──────── Input for this task

//! Composite output record

use colored::{Color, Colorize};
use serde::{Deserialize, Serialize};
use sha2::{Digest, Sha256};

use crate::types::{Actor, Candidate, DriftAssessment, EvidenceSource, Role};
use crate::{CONFIDENCE_HIGH, CONFIDENCE_MODERATE};

/// Confidence band
#[derive(Debug, Clone, Copy, PartialEq, Eq, Serialize, Deserialize)]
#[serde(rename_all = "SCREAMING_SNAKE_CASE")]
pub enum ConfidenceBand {
    Low,
    Moderate,
    High,
}

impl ConfidenceBand {
    pub fn from_confidence(confidence: f64) -> Self {
        if confidence > CONFIDENCE_HIGH {
            ConfidenceBand::High
        } else if confidence >= CONFIDENCE_MODERATE {
            ConfidenceBand::Moderate
        } else {
            ConfidenceBand::Low
        }
    }

    /// Terminal color for the band
    pub fn color(&self) -> Color {
        match self {
            ConfidenceBand::Low => Color::BrightBlack,
            ConfidenceBand::Moderate => Color::Yellow,
            ConfidenceBand::High => Color::Green,
        }
    }
}

impl std::fmt::Display for ConfidenceBand {
    fn fmt(&self, f: &mut std::fmt::Formatter<'_>) -> std::fmt::Result {
        let name = match self {
            ConfidenceBand::Low => "LOW",
            ConfidenceBand::Moderate => "MODERATE",
            ConfidenceBand::High => "HIGH",
        };
        write!(f, "{}", name)
    }
}

/// Actor/Role composite for one session
#[derive(Debug, Clone, PartialEq, Serialize, Deserialize)]
#[serde(rename_all = "camelCase")]
pub struct ActorRoleComposite {
    /// Driver label (Unknown below the floor)
    pub actor: Actor,
    /// Presentation label (Unknown below the floor)
    pub role: Role,
    /// Matrix name or "<Actor> / <Role>"
    pub composite: String,
    /// 0.0-1.0, capped by sample size
    pub confidence: f64,
    pub confidence_band: ConfidenceBand,
    pub sample_size: usize,
    /// Surfaced drift band is POSSIBLE or STRONG
    pub drift_detected: bool,
    /// Present only when probes were supplied
    #[serde(default, skip_serializing_if = "Option::is_none")]
    pub drift: Option<DriftAssessment>,
    pub actor_signs: Vec<String>,
    pub role_signs: Vec<String>,
    /// Source that settled a near-tie
    #[serde(default, skip_serializing_if = "Option::is_none")]
    pub tie_break: Option<EvidenceSource>,
    /// Passthrough annotations
    #[serde(default)]
    pub notes: Vec<String>,
    pub actor_breakdown: Vec<Candidate<Actor>>,
    pub role_breakdown: Vec<Candidate<Role>>,
}

impl ActorRoleComposite {
    /// SHA-256 (hex) of the canonical JSON form
    pub fn digest(&self) -> String {
        let bytes = serde_json::to_vec(self).unwrap_or_default();
        let hash: [u8; 32] = Sha256::digest(&bytes).into();
        hash.iter().map(|b| format!("{:02x}", b)).collect()
    }

    /// Drift state dependence, false when no probes were given
    pub fn state_dependent(&self) -> bool {
        self.drift.as_ref().map(|d| d.state_dependent).unwrap_or(false)
    }

    /// One-line colored summary
    pub fn to_terminal_string(&self) -> String {
        let line = self.to_parseable_string();
        line.color(self.confidence_band.color()).to_string()
    }

    /// One-line summary without colors
    pub fn to_parseable_string(&self) -> String {
        let drift = match &self.drift {
            Some(d) => format!("{}({})", d.band, d.display_value()),
            None => "n/a".to_string(),
        };
        format!(
            "composite={} | actor={} | role={} | confidence={:.3} ({}) | n={} | drift={}",
            self.composite,
            self.actor,
            self.role,
            self.confidence,
            self.confidence_band,
            self.sample_size,
            drift,
        )
    }
}

#[cfg(test)]
mod tests {
    use super::*;

    #[test]
    fn test_band_edges() {
        assert_eq!(ConfidenceBand::from_confidence(0.66), ConfidenceBand::High);
        assert_eq!(ConfidenceBand::from_confidence(0.65), ConfidenceBand::Moderate);
        assert_eq!(ConfidenceBand::from_confidence(0.35), ConfidenceBand::Moderate);
        assert_eq!(ConfidenceBand::from_confidence(0.3499), ConfidenceBand::Low);
        assert_eq!(ConfidenceBand::from_confidence(0.0), ConfidenceBand::Low);
    }
}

────────────────

Task brief:
Reproduce, exactly, all the lines shown above.

Answer to this task:
//! Composite output record

use colored::{Color, Colorize};
use serde::{Deserialize, Serialize};
use sha2::{Digest, Sha256};

use crate::types::{Actor, Candidate, DriftAssessment, EvidenceSource, Role};
use crate::{CONFIDENCE_HIGH, CONFIDENCE_MODERATE};

/// Confidence band
#[derive(Debug, Clone, Copy, PartialEq, Eq, Serialize, Deserialize)]
#[serde(rename_all = "SCREAMING_SNAKE_CASE")]
pub enum ConfidenceBand {
    Low,
    Moderate,
    High,
}

impl ConfidenceBand {
    pub fn from_confidence(confidence: f64) -> Self {
        if confidence > CONFIDENCE_HIGH {
            ConfidenceBand::High
        } else if confidence >= CONFIDENCE_MODERATE {
            ConfidenceBand::Moderate
        } else {
            ConfidenceBand::Low
        }
    }

    /// Terminal color for the band
    pub fn color(&self) -> Color {
        match self {
            ConfidenceBand::Low => Color::BrightBlack,
            ConfidenceBand::Moderate => Color::Yellow,
            ConfidenceBand::High => Color::Green,
        }
    }
}

impl std::fmt::Display for ConfidenceBand {
    fn fmt(&self, f: &mut std::fmt::Formatter<'_>) -> std::fmt::Result {
        let name = match self {
            ConfidenceBand::Low => "LOW",
            ConfidenceBand::Moderate => "MODERATE",
            ConfidenceBand::High => "HIGH",
        };
        write!(f, "{}", name)
    }
}

/// Actor/Role composite for one session
#[derive(Debug, Clone, PartialEq, Serialize, Deserialize)]
#[serde(rename_all = "camelCase")]
pub struct ActorRoleComposite {
    /// Driver label (Unknown below the floor)
    pub actor: Actor,
    /// Presentation label (Unknown below the floor)
    pub role: Role,
    /// Matrix name or "<Actor> / <Role>"
    pub composite: String,
    /// 0.0-1.0, capped by sample size
    pub confidence: f64,
    pub confidence_band: ConfidenceBand,
    pub sample_size: usize,
    /// Surfaced drift band is POSSIBLE or STRONG
    pub drift_detected: bool,
    /// Present only when probes were supplied
    #[serde(default, skip_serializing_if = "Option::is_none")]
    pub drift: Option<DriftAssessment>,
    pub actor_signs: Vec<String>,
    pub role_signs: Vec<String>,
    /// Source that settled a near-tie
    #[serde(default, skip_serializing_if = "Option::is_none")]
    pub tie_break: Option<EvidenceSource>,
    /// Passthrough annotations
    #[serde(default)]
    pub notes: Vec<String>,
    pub actor_breakdown: Vec<Candidate<Actor>>,
    pub role_breakdown: Vec<Candidate<Role>>,
}

impl ActorRoleComposite {
    /// SHA-256 (hex) of the canonical JSON form
    pub fn digest(&self) -> String {
        let bytes = serde_json::to_vec(self).unwrap_or_default();
        let hash: [u8; 32] = Sha256::digest(&bytes).into();
        hash.iter().map(|b| format!("{:02x}", b)).collect()
    }

    /// Drift state dependence, false when no probes were given
    pub fn state_dependent(&self) -> bool {
        self.drift.as_ref().map(|d| d.state_dependent).unwrap_or(false)
    }

    /// One-line colored summary
    pub fn to_terminal_string(&self) -> String {
        let line = self.to_parseable_string();
        line.color(self.confidence_band.color()).to_string()
    }

    /// One-line summary without colors
    pub fn to_parseable_string(&self) -> String {
        let drift = match &self.drift {
            Some(d) => format!("{}({})", d.band, d.display_value()),
            None => "n/a".to_string(),
        };
        format!(
            "composite={} | actor={} | role={} | confidence={:.3} ({}) | n={} | drift={}",
            self.composite,
            self.actor,
            self.role,
            self.confidence,
            self.confidence_band,
            self.sample_size,
            drift,
        )
    }
}

#[cfg(test)]
mod tests {
    use super::*;

    #[test]
    fn test_band_edges() {
        assert_eq!(ConfidenceBand::from_confidence(0.66), ConfidenceBand::High);
        assert_eq!(ConfidenceBand::from_confidence(0.65), ConfidenceBand::Moderate);
        assert_eq!(ConfidenceBand::from_confidence(0.35), ConfidenceBand::Moderate);
        assert_eq!(ConfidenceBand::from_confidence(0.3499), ConfidenceBand::Low);
        assert_eq!(ConfidenceBand::from_confidence(0.0), ConfidenceBand::Low);
    }
}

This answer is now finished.